Here, Dr. Michael Laufer and John Nolan reply, "Of course!" Through these conundrums, they show how to unleash the creative energies of the brain to solve even the knottiest enigmas. For instance, one Whether it's showering without water, driving a car without an engine, or using a computer without electricity, these are high-level challenges for breakout thinking. With this book, you'll stretch your minds and be primed to solve the next "impossible" problem before lunchtime.
This book tries to get you to "think out of the box" and be "creative", by providing 106 so-called "impossible" challenges for you to tackle. All the challenges come with author-provided possible solutions. This would be fine if it weren't for the apparent lack of logic by the authors themselves.
For instance, the first challenge is to create a knife that never dulls.
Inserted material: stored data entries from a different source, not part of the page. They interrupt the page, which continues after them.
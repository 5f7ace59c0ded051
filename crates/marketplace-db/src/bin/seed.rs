//! # Seed Data Generator
//!
//! Populates the marketplace database with demo products and accounts for
//! development.
//!
//! ## Usage
//! ```bash
//! # Seed with defaults
//! cargo run -p marketplace-db --bin seed
//!
//! # Custom amount and database path
//! cargo run -p marketplace-db --bin seed -- --count 100 --db ./marketplace.db
//! ```
//!
//! ## Generated Data
//! Products across a handful of demo sellers, each with a name, a short
//! description, and a deterministic price. Two accounts are created:
//! `admin` / `admin123` (Admin) and `shopper` / `shopper123` (User).

use std::env;

use marketplace_core::{NewProduct, NewUser, Role};
use marketplace_db::{Store, StoreConfig};
use tracing_subscriber::EnvFilter;

/// Demo sellers and their product lines.
const SELLERS: &[(&str, &[&str])] = &[
    (
        "PhoneStore",
        &[
            "Phone",
            "Phone Pro",
            "Phone Mini",
            "Wireless Earbuds",
            "Phone Case",
            "Screen Protector",
            "Car Charger",
            "Power Bank",
        ],
    ),
    (
        "CompuMart",
        &[
            "Laptop",
            "Gaming Laptop",
            "Mechanical Keyboard",
            "Wireless Mouse",
            "USB-C Hub",
            "External SSD",
            "Webcam",
            "Monitor 27in",
        ],
    ),
    (
        "HomeGoods",
        &[
            "Desk Lamp",
            "Coffee Maker",
            "Electric Kettle",
            "Toaster",
            "Blender",
            "Vacuum Cleaner",
            "Air Purifier",
            "Space Heater",
        ],
    ),
    (
        "FurniturePlus",
        &[
            "Desk",
            "Office Chair",
            "Bookshelf",
            "Standing Desk",
            "Sofa",
            "Coffee Table",
            "Bed Frame",
            "Nightstand",
        ],
    ),
];

/// Deterministic demo price for a product index: $9.99 to $309.99.
fn demo_price(index: usize) -> f64 {
    9.99 + (index % 31) as f64 * 10.0
}

#[tokio::main]
async fn main() -> Result<(), Box<dyn std::error::Error>> {
    tracing_subscriber::fmt()
        .with_env_filter(EnvFilter::from_default_env())
        .init();

    // Parse command line arguments
    let args: Vec<String> = env::args().collect();

    let mut count: usize = 32;
    let mut db_path = String::from("./marketplace.db");

    let mut i = 1;
    while i < args.len() {
        match args[i].as_str() {
            "--count" | "-c" => {
                if i + 1 < args.len() {
                    count = args[i + 1].parse().unwrap_or(32);
                    i += 1;
                }
            }
            "--db" | "-d" => {
                if i + 1 < args.len() {
                    db_path = args[i + 1].clone();
                    i += 1;
                }
            }
            "--help" | "-h" => {
                println!("Marketplace Seed Data Generator");
                println!();
                println!("Usage: seed [OPTIONS]");
                println!();
                println!("Options:");
                println!("  -c, --count <N>    Number of products to generate (default: 32)");
                println!("  -d, --db <PATH>    Database file path (default: ./marketplace.db)");
                println!("  -h, --help         Show this help message");
                return Ok(());
            }
            _ => {}
        }
        i += 1;
    }

    println!("🌱 Marketplace Seed Data Generator");
    println!("==================================");
    println!("Database: {}", db_path);
    println!("Products: {}", count);
    println!();

    // Open the store (creates file and schema if absent)
    let store = Store::new(StoreConfig::new(&db_path)).await?;

    println!("✓ Store opened");

    // Check existing products
    let existing = store.products().count().await?;
    if existing > 0 {
        println!("⚠ Database already has {} products", existing);
        println!("  Skipping seed to avoid duplicates.");
        println!("  Delete the database file to regenerate.");
        return Ok(());
    }

    // Demo accounts. The storefront's sign-up flow creates every new
    // account as Admin; the shopper account exists so the privilege check
    // has something to deny.
    if store.users().count().await? == 0 {
        store
            .users()
            .insert(
                &NewUser::new("admin", "admin@marketplace.local", Role::Admin),
                "admin123",
            )
            .await?;
        store
            .users()
            .insert(
                &NewUser::new("shopper", "shopper@marketplace.local", Role::User),
                "shopper123",
            )
            .await?;
        println!("✓ Created accounts: admin / shopper");
    }

    // Generate products
    println!();
    println!("Generating products...");

    let mut generated = 0;
    let start = std::time::Instant::now();

    'outer: for (seller, names) in SELLERS {
        for name in *names {
            if generated >= count {
                break 'outer;
            }

            let product = NewProduct::new(
                *name,
                Some(format!("{} sold by {}", name, seller)),
                demo_price(generated),
                *seller,
                None,
            );
            store.products().insert(&product).await?;
            generated += 1;
        }
    }

    println!(
        "✓ Inserted {} products in {:.2}s",
        generated,
        start.elapsed().as_secs_f64()
    );

    store.close().await;
    Ok(())
}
Some of the many solutions listed are: 1) to make a fraction of the cuts now made; 2) stop time; 3) use a laser beam to cut, instead of using the knife; 4) never use the knife.
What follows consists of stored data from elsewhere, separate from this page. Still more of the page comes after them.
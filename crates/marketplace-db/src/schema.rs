//! # Schema Bootstrap
//!
//! Idempotent table creation for the store. There is deliberately no
//! migration or versioning system: the schema is created if missing and
//! never altered afterwards.
//!
//! ## Tables
//! ```text
//! products(id, name, description, price, seller, image)
//! users(id, username, email, role, password)
//! ```
//!
//! Ids come from SQLite AUTOINCREMENT, so they are assigned exactly once
//! and never reused within a live database file. `users.password` holds the
//! Argon2 PHC hash string, never plaintext.

use sqlx::SqlitePool;
use tracing::info;

use crate::error::{StoreError, StoreResult};

/// Product catalog table.
const CREATE_PRODUCTS: &str = r#"
CREATE TABLE IF NOT EXISTS products (
    id          INTEGER PRIMARY KEY AUTOINCREMENT,
    name        TEXT NOT NULL,
    description TEXT,
    price       REAL NOT NULL,
    seller      TEXT NOT NULL,
    image       BLOB
)
"#;

/// User account table. `username` is unique across all accounts.
const CREATE_USERS: &str = r#"
CREATE TABLE IF NOT EXISTS users (
    id       INTEGER PRIMARY KEY AUTOINCREMENT,
    username TEXT NOT NULL UNIQUE,
    email    TEXT NOT NULL,
    role     TEXT NOT NULL,
    password TEXT NOT NULL
)
"#;

/// Creates the store's tables if they do not exist yet.
///
/// Safe to run on every open; `CREATE TABLE IF NOT EXISTS` is a no-op for
/// an already-initialized file.
pub async fn ensure_schema(pool: &SqlitePool) -> StoreResult<()> {
    info!("Ensuring store schema");

    for ddl in [CREATE_PRODUCTS, CREATE_USERS] {
        sqlx::query(ddl)
            .execute(pool)
            .await
            .map_err(|e| StoreError::SchemaFailed(e.to_string()))?;
    }

    info!("Store schema ready");
    Ok(())
}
Let's take solution #1. Even if you make only a small fraction of the cuts you had been previously making, the knife would still dull to some extent immediately after making just one cut.
Solution #2 - stop time so the knife would never dull. Are you kidding me? If we had wanted to consider impossible solutions like "stopping time", then anything would go. We could say, "get aliens to manufacture a special kind of knife using special technology" for example. As soon as I saw this proposed solution, I knew this book would be utter rubbish.
Solution #3 - can anyone see that this is exactly the same as solution #4? Using a laser beam to cut, instead of using the knife, is the same as never using the knife to cut, is it not?
There are more examples of absurdity, nonsense solutions, not-as-smart-as-you-think wordplay, etc in the further 105 challenges given. The only merit I can see in reading this junk is to see how good you are at spotting fallacies in the author's proposed solutions.